Antibiotics can lengthen the latent period and minimise newborn infections in patients with preterm PROM. According to a meta-analysis 2, post-preterm PROM patients who received antibiotics had lower rates of postpartum endometritis, chorioamnionitis, neonatal sepsis, neonatal pneumonia, and intraventricular haemorrhage than those who did not get antibiotics. A decrease in infant intraventricular haemorrhage and sepsis was discovered by another meta-analysis. After preterm PROM, a multitude of antibiotic regimens are advised. In the protocol tested by the National Institute of Child Health and Human Development trial 25, 2 grammes of ampicillin and 250 mg of erythromycin are administered intravenously every six hours for 48 hours, then 250 mg of amoxicillin and 333 mg of erythromycin are administered every eight hours for five days [7, 8].

Tocolytic therapy

Only a small amount of information is available to decide whether tocolytic therapy is necessary following preterm PROM. As previously mentioned, corticosteroids and antibiotics are helpful when given to patients with preterm PROM, but there are no trials that compare these treatments with tocolysis.

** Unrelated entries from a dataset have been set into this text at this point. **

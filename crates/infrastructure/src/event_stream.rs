//! 事件发布实现
//!
//! 事件流是尽力而为的：发布失败只记录告警，不影响作业处理流程。
//! 下游需要权威状态时应查询作业存储。

use std::sync::Arc;

use async_trait::async_trait;
use tokio::sync::Mutex;
use tracing::{debug, warn};

use conveyor_core::{
    errors::{ConveyorError, ConveyorResult},
    models::JobEvent,
    traits::EventPublisher,
};

use crate::rabbitmq::RabbitMqBroker;

/// 发布事件到RabbitMQ事件队列
pub struct RabbitMqEventPublisher {
    broker: Arc<RabbitMqBroker>,
    event_queue: String,
}

impl RabbitMqEventPublisher {
    pub fn new(broker: Arc<RabbitMqBroker>, event_queue: String) -> Self {
        Self {
            broker,
            event_queue,
        }
    }
}

#[async_trait]
impl EventPublisher for RabbitMqEventPublisher {
    async fn publish_event(&self, event: &JobEvent) -> ConveyorResult<()> {
        let payload = serde_json::to_vec(event)
            .map_err(|e| ConveyorError::Serialization(format!("序列化事件失败: {e}")))?;

        if let Err(e) = self.broker.publish_raw(&self.event_queue, &payload).await {
            warn!(
                "发布事件 {} ({:?}) 失败: {}",
                event.id, event.event_type, e
            );
        }
        Ok(())
    }
}

/// 进程内事件发布器，嵌入式模式和测试使用
#[derive(Debug, Default)]
pub struct InMemoryEventPublisher {
    events: Mutex<Vec<JobEvent>>,
}

impl InMemoryEventPublisher {
    pub fn new() -> Self {
        Self::default()
    }

    /// 已发布事件的快照
    pub async fn events(&self) -> Vec<JobEvent> {
        self.events.lock().await.clone()
    }
}

#[async_trait]
impl EventPublisher for InMemoryEventPublisher {
    async fn publish_event(&self, event: &JobEvent) -> ConveyorResult<()> {
        debug!("Event {:?} for {}", event.event_type, event.data["job_id"]);
        self.events.lock().await.push(event.clone());
        Ok(())
    }
}

#[cfg(test)]
mod tests {
    use super::*;
    use conveyor_core::models::JobEventType;

    #[tokio::test]
    async fn test_in_memory_publisher_records_events() {
        let publisher = InMemoryEventPublisher::new();
        publisher
            .publish_event(&JobEvent::completed("j1", None))
            .await
            .unwrap();
        publisher
            .publish_event(&JobEvent::dead_lettered("j2", "boom"))
            .await
            .unwrap();

        let events = publisher.events().await;
        assert_eq!(events.len(), 2);
        assert_eq!(events[0].event_type, JobEventType::JobCompleted);
        assert_eq!(events[1].event_type, JobEventType::JobDeadLettered);
    }
}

Although tocolytic medication may temporarily extend the latent period, it does not seem to have any positive effects on newborn outcomes. Although it is debatable, administering a brief course of tocolysis after preterm PROM to enable the start of antibiotics, corticosteroid therapy, and maternal transport is reasonable in the lack of data. In individuals with PROM, longterm tocolytic therapy is not advised; further investigation should be done before taking this into consideration [9, 10].


A perinatologist or neonatologist may be consulted by doctors caring for patients with preterm PROM before viability. If these individuals are stable, transporting them to a tertiary facility may be beneficial. It is debatable how patients with preterm PROM should be managed at home. Only 18% of preterm PROM patients in a study33 who were randomised to home management versus hospital management met the requirements for safe home management. Patients without signs of infection or active labour may be allowed to stay in bed at home before viability, but they must be thoroughly educated on the signs of infection and preterm labour, and doctors should think about consulting with specialists skilled in managing preterm labour at home.